Kenyans Operate Car Boot Markets to Survive COVID-19 Economic Impact

Kenyans Operate Car Boot Markets to Survive COVID-19 Economic Impact

Kenyans are now operating roadside flea markets from their cars as the economy struggles.

In show of resilience, Kenya's bourgeois have devised smart and creative ways of surviving COVID-19 economic impact.

Vehicles with agricultural produce park along roads in Nairobi.

As one resident noted, "I bought eggs from a BMW, onions from a Mercedes and milk from a Prado."

The car boot market is the new way to sell products, primarily because of its convenience as well as foregoing rented spaces. 

It's becoming the norm as such car boot sales are now in all estates. 

Digital cab drivers have also turned to the business due to lack of customers. 

Young college graduates assisting their mothers in selling various house hold essentials is also a common sight. 

The coronavirus situation has affected both employers and employees.

As employers make certain adjustments to manage costs, their revenue streams are no longer assured.

This has resulted in massive pay cuts and exposed to vulnerabilities as many Kenyans continue losing jobs as a result of COVID-19.
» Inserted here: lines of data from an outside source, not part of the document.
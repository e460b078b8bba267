//! Node components

use super::{Camera, DirectionalLight, Environment, ParticleEmitter, PointLight, SpotLight};
use crate::resources::Model;
use glam::{Mat4, Vec4Swizzles};

/// Everything a scene node can carry
#[derive(Debug, Clone)]
pub enum Component {
    Model(Box<Model>),
    Camera(Camera),
    Environment(Environment),
    DirectionalLight(DirectionalLight),
    PointLight(PointLight),
    SpotLight(SpotLight),
    ParticleEmitter(ParticleEmitter),
}

impl Component {
    /// Advance time-dependent state
    pub(crate) fn animate(&mut self, dt: f32) {
        if let Component::Model(model) = self {
            model.animate(dt);
        }
    }

    /// Write back data derived from the owning node's world transform
    pub(crate) fn update_from_world(&mut self, world: Mat4) {
        match self {
            Component::Model(model) => {
                model.update_world(world);
                model.update_joints();
            }
            Component::Camera(camera) => camera.update_from_world(world),
            Component::DirectionalLight(light) => light.update_from_world(world),
            Component::PointLight(light) => light.update_from_world(world),
            Component::SpotLight(light) => light.update_from_world(world),
            Component::ParticleEmitter(emitter) => emitter.position = world.w_axis.xyz(),
            Component::Environment(_) => {}
        }
    }
}

impl From<Model> for Component {
    fn from(model: Model) -> Self {
        Component::Model(Box::new(model))
    }
}

impl From<Camera> for Component {
    fn from(camera: Camera) -> Self {
        Component::Camera(camera)
    }
}

impl From<Environment> for Component {
    fn from(environment: Environment) -> Self {
        Component::Environment(environment)
    }
}

impl From<DirectionalLight> for Component {
    fn from(light: DirectionalLight) -> Self {
        Component::DirectionalLight(light)
    }
}

impl From<PointLight> for Component {
    fn from(light: PointLight) -> Self {
        Component::PointLight(light)
    }
}

impl From<SpotLight> for Component {
    fn from(light: SpotLight) -> Self {
        Component::SpotLight(light)
    }
}

impl From<ParticleEmitter> for Component {
    fn from(emitter: ParticleEmitter) -> Self {
        Component::ParticleEmitter(emitter)
    }
}
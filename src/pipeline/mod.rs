//! Deferred rendering pipeline
//!
//! One frame runs these passes over a [`RenderData`] snapshot:
//! 1. Shadow pass - depth of opaque geometry into each cascade
//! 2. G-buffer pass - geometry into color, normal, emissive and occlusion targets
//! 3. Light pass - fullscreen PBR resolve of the G-buffer with shadows and IBL
//! 4. Skybox - environment cubemap behind everything the G-buffer left empty
//!
//! The BRDF lookup table used by the light pass is baked once at startup.

pub mod bindings;
pub mod brdf_lut;
pub mod gbuffer;
pub mod lighting_pass;
pub mod render_data;
pub mod shadow;
pub mod skybox;

pub use bindings::{light_channel, material_channel, SHADOW_CASCADE_COUNT, SKYBOX_CHANNEL};
pub use brdf_lut::{BrdfLut, BRDF_LUT_FORMAT};
pub use gbuffer::{GBuffer, GBufferGenerator};
pub use lighting_pass::{LightPass, LightPassInputs};
pub use render_data::RenderData;
pub use shadow::{build_cascade_matrix, compute_cascade_splits, Cascade, ShadowMap};
pub use skybox::SkyboxPass;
The pandemic and subsequent containment measures however, seem to have affected some social groups more than others.

A just-released report indicates 97 per cent of slum dwellers have lost all, or most of their income. 

If the recent times are anything to go by, it is becoming increasingly important to think up fresh ways of reducing our dependence on regular employment. 

All said, car boot sales are a clear indication that there is life even during the COVID-19 pandemic. 

So, let's keep hope alive and share with those hard-hit.

This is Kenya. The most beautiful country in the world.